- PROBLEM DESCRIPTION
Count the lines below holding "TopicTarget" and answer with that number only.

- INFORMATION
// src/ingest/rss.rs
//! RSS 2.0 parsing shared by the news and feed adapters.

use chrono::{DateTime, Utc};
use quick_xml::de::from_str;
use serde::Deserialize;
use time::{format_description::well_known::Rfc2822, OffsetDateTime, UtcOffset};

use crate::ingest::error::FetchError;
use crate::ingest::{normalize_text, scoring_text};
use crate::ingest::types::{FeedEntry, SourceId, TextItem};

#[derive(Debug, Deserialize)]
struct Rss {
    channel: Channel,
}

#[derive(Debug, Deserialize)]
struct Channel {
    #[serde(rename = "item", default)]
    item: Vec<Item>,
}

#[derive(Debug, Deserialize)]
struct Item {
    title: Option<String>,
    link: Option<String>,
    #[serde(rename = "pubDate")]
    pub_date: Option<String>,
    description: Option<String>,
}

/// One parsed `<item>`. `title` and `description` are display-normalized;
/// `text` keeps the punctuation the scorers read.
#[derive(Debug, Clone, PartialEq, Eq)]
pub struct RssEntry {
    pub title: String,
    pub description: String,
    pub text: String,
    pub link: Option<String>,
    pub published_at: Option<DateTime<Utc>>,
}

impl RssEntry {
    /// Case-insensitive keyword match on title or description.
    pub fn mentions(&self, keyword: &str) -> bool {
        let needle = keyword.to_lowercase();
        self.title.to_lowercase().contains(&needle)
            || self.description.to_lowercase().contains(&needle)
    }

    /// Split into the record-facing entry and the text handed to scorers.
    pub fn into_parts(self, source_id: SourceId) -> (FeedEntry, TextItem) {
        let entry = FeedEntry {
            title: self.title.clone(),
            url: self.link,
            published_at: self.published_at,
        };
        let item = TextItem {
            source_id,
            title: self.title,
            text: self.text,
            published_at: self.published_at,
        };
        (entry, item)
    }
}

pub fn parse_rfc2822(ts: &str) -> Option<DateTime<Utc>> {
    OffsetDateTime::parse(ts.trim(), &Rfc2822)
        .ok()
        .map(|dt| dt.to_offset(UtcOffset::UTC).unix_timestamp())
        .and_then(|secs| DateTime::from_timestamp(secs, 0))
}

/// Parse an RSS document; entries with neither title nor description are dropped.
pub fn parse_feed(xml: &str) -> Result<Vec<RssEntry>, FetchError> {
    let xml_clean = scrub_html_entities_for_xml(xml);
    let rss: Rss = from_str(&xml_clean)?;

    let mut out = Vec::with_capacity(rss.channel.item.len());
    for it in rss.channel.item {
        let raw_title = it.title.as_deref().unwrap_or_default();
        let raw_description = it.description.as_deref().unwrap_or_default();
        let title = normalize_text(raw_title);
        let description = normalize_text(raw_description);
        if title.is_empty() && description.is_empty() {
            continue;
        }
        out.push(RssEntry {
            title,
            description,
            text: scoring_text(raw_title, raw_description),
            link: it.link.map(|l| l.trim().to_string()).filter(|l| !l.is_empty()),
            published_at: it.pub_date.as_deref().and_then(parse_rfc2822),
        });
    }
    Ok(out)
}

fn scrub_html_entities_for_xml(s: &str) -> String {
    s.replace("&nbsp;", " ")
        .replace("&ndash;", "-")
        .replace("&mdash;", "-")
        .replace("&ldquo;", "\"")
        .replace("&rdquo;", "\"")
        .replace("&lsquo;", "'")
        .replace("&rsquo;", "'")
}
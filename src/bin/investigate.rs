//! One-off investigation from the command line.
//!
//! ```text
//! investigate network <ip|domain|url> [--text]
//! investigate topic <keyword> [--sources reddit,news,rss] [--text]
//! ```
//! Prints the key-sorted JSON export (default) or the text report.

use anyhow::{bail, Context, Result};
use osint_aggregator::{
    config::OsintConfig,
    ingest::types::SourceId,
    init_tracing,
    report::{JsonExport, Renderer, TextReport},
    target::TopicTarget,
    Aggregator,
};

const USAGE: &str = "usage: investigate network <target> [--text]\n       investigate topic <keyword> [--sources a,b] [--text]";

#[derive(Debug, PartialEq)]
enum Command {
    Network(String),
    Topic { keyword: String, sources: Vec<SourceId> },
}

fn parse_args(args: &[String]) -> Result<(Command, bool)> {
    let mut text = false;
    let mut sources = Vec::new();
    let mut positional = Vec::new();

    let mut it = args.iter();
    while let Some(arg) = it.next() {
        match arg.as_str() {
            "--text" => text = true,
            "--sources" => {
                let list = it.next().context("--sources needs a value")?;
                for s in list.split(',').map(str::trim).filter(|s| !s.is_empty()) {
                    sources.push(s.parse::<SourceId>().map_err(anyhow::Error::msg)?);
                }
            }
            other if other.starts_with("--") => bail!("unknown flag {other}\n{USAGE}"),
            other => positional.push(other.to_string()),
        }
    }

    let cmd = match positional.as_slice() {
        [kind, rest @ ..] if kind == "network" && !rest.is_empty() => {
            Command::Network(rest.join(" "))
        }
        [kind, rest @ ..] if kind == "topic" && !rest.is_empty() => Command::Topic {
            keyword: rest.join(" "),
            sources,
        },
        _ => bail!("{USAGE}"),
    };
    Ok((cmd, text))
}

#[tokio::main]
async fn main() -> Result<()> {
    let _ = dotenvy::dotenv();
    init_tracing();

    let args: Vec<String> = std::env::args().skip(1).collect();
    let (cmd, text) = parse_args(&args)?;

    let cfg = OsintConfig::load_default()?;
    let aggregator = Aggregator::from_config(&cfg)?;

    let record = match cmd {
        Command::Network(target) => aggregator.investigate_network(&target).await?,
        Command::Topic { keyword, sources } => {
            aggregator
                .investigate_topic(TopicTarget::new(&keyword, sources)?)
                .await?
        }
    };

    let artifact = if text {
        TextReport.render(&record)?
    } else {
        JsonExport.render(&record)?
    };
    print!("{}", artifact.content);
    tracing::debug!(renderer = artifact.renderer, sha256 = %artifact.sha256, "rendered");
    Ok(())
}
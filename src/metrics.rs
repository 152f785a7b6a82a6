use anyhow::Context;
use axum::{routing::get, Router};
use metrics::{describe_counter, describe_histogram};
use metrics_exporter_prometheus::{PrometheusBuilder, PrometheusHandle};
use once_cell::sync::OnceCell;

pub struct Metrics {
    pub handle: PrometheusHandle,
}

/// One-time metrics registration (so series show up on /metrics).
pub fn ensure_metrics_described() {
    static ONCE: OnceCell<()> = OnceCell::new();
    ONCE.get_or_init(|| {
        describe_counter!(
            "provider_results_total",
            "Adapter outcomes by source and status."
        );
        describe_histogram!(
            "provider_fetch_ms",
            "Wall time of invoked adapters in milliseconds."
        );
        describe_counter!(
            "investigations_total",
            "Completed investigations by variant."
        );
        describe_counter!(
            "scoring_degraded_total",
            "Scores that fell back to neutral, by method."
        );
    });
}

impl Metrics {
    /// Install the Prometheus recorder. Fails if another recorder is already installed.
    pub fn init() -> anyhow::Result<Self> {
        // Use default buckets to avoid API differences across crate versions.
        let handle = PrometheusBuilder::new()
            .install_recorder()
            .context("prometheus: install recorder")?;
        ensure_metrics_described();
        Ok(Self { handle })
    }

    /// Returns a router exposing `/metrics` with the Prometheus exposition format.
    pub fn router(&self) -> Router {
        let handle = self.handle.clone();
        Router::new().route(
            "/metrics",
            get(move || {
                let h = handle.clone();
                async move { h.render() }
            }),
        )
    }
}
use std::collections::BTreeMap;

use chrono::{DateTime, Utc};
use serde::Serialize;

use crate::aggregate::summary::Summary;
use crate::ingest::types::{ProviderPayload, ProviderStatus, SourceId};
use crate::target::Target;

/// Terminal outcome of one source for one investigation.
#[derive(Debug, Clone, PartialEq, Serialize)]
pub struct ProviderResult {
    source_id: SourceId,
    status: ProviderStatus,
    payload: Option<ProviderPayload>,
    error_detail: Option<String>,
    fetched_at: DateTime<Utc>,
}

impl ProviderResult {
    pub fn ok(source_id: SourceId, payload: ProviderPayload, at: DateTime<Utc>) -> Self {
        Self {
            source_id,
            status: ProviderStatus::Ok,
            payload: Some(payload),
            error_detail: None,
            fetched_at: at,
        }
    }

    pub fn unavailable(source_id: SourceId, detail: impl Into<String>, at: DateTime<Utc>) -> Self {
        Self::failed(source_id, ProviderStatus::Unavailable, detail, at)
    }

    pub fn error(source_id: SourceId, detail: impl Into<String>, at: DateTime<Utc>) -> Self {
        Self::failed(source_id, ProviderStatus::Error, detail, at)
    }

    pub fn timeout(source_id: SourceId, detail: impl Into<String>, at: DateTime<Utc>) -> Self {
        Self::failed(source_id, ProviderStatus::Timeout, detail, at)
    }

    fn failed(
        source_id: SourceId,
        status: ProviderStatus,
        detail: impl Into<String>,
        at: DateTime<Utc>,
    ) -> Self {
        Self {
            source_id,
            status,
            payload: None,
            error_detail: Some(detail.into()),
            fetched_at: at,
        }
    }

    pub fn source_id(&self) -> SourceId {
        self.source_id
    }

    pub fn status(&self) -> ProviderStatus {
        self.status
    }

    pub fn payload(&self) -> Option<&ProviderPayload> {
        self.payload.as_ref()
    }

    pub fn error_detail(&self) -> Option<&str> {
        self.error_detail.as_deref()
    }

    pub fn fetched_at(&self) -> DateTime<Utc> {
        self.fetched_at
    }

    pub fn is_ok(&self) -> bool {
        self.status == ProviderStatus::Ok
    }
}

/// Merged result of one investigation. Built once by the aggregator and
/// never changed afterwards; there are no setters.
#[derive(Debug, Clone, PartialEq, Serialize)]
pub struct AggregateRecord {
    target: Target,
    provider_results: BTreeMap<SourceId, ProviderResult>,
    summary: Summary,
    generated_at: DateTime<Utc>,
}

impl AggregateRecord {
    pub(crate) fn new(
        target: Target,
        provider_results: BTreeMap<SourceId, ProviderResult>,
        summary: Summary,
        generated_at: DateTime<Utc>,
    ) -> Self {
        Self {
            target,
            provider_results,
            summary,
            generated_at,
        }
    }

    pub fn target(&self) -> &Target {
        &self.target
    }

    pub fn provider_results(&self) -> &BTreeMap<SourceId, ProviderResult> {
        &self.provider_results
    }

    pub fn result(&self, id: SourceId) -> Option<&ProviderResult> {
        self.provider_results.get(&id)
    }

    pub fn summary(&self) -> &Summary {
        &self.summary
    }

    pub fn generated_at(&self) -> DateTime<Utc> {
        self.generated_at
    }
}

- REPLY TO THE EXERCISE
2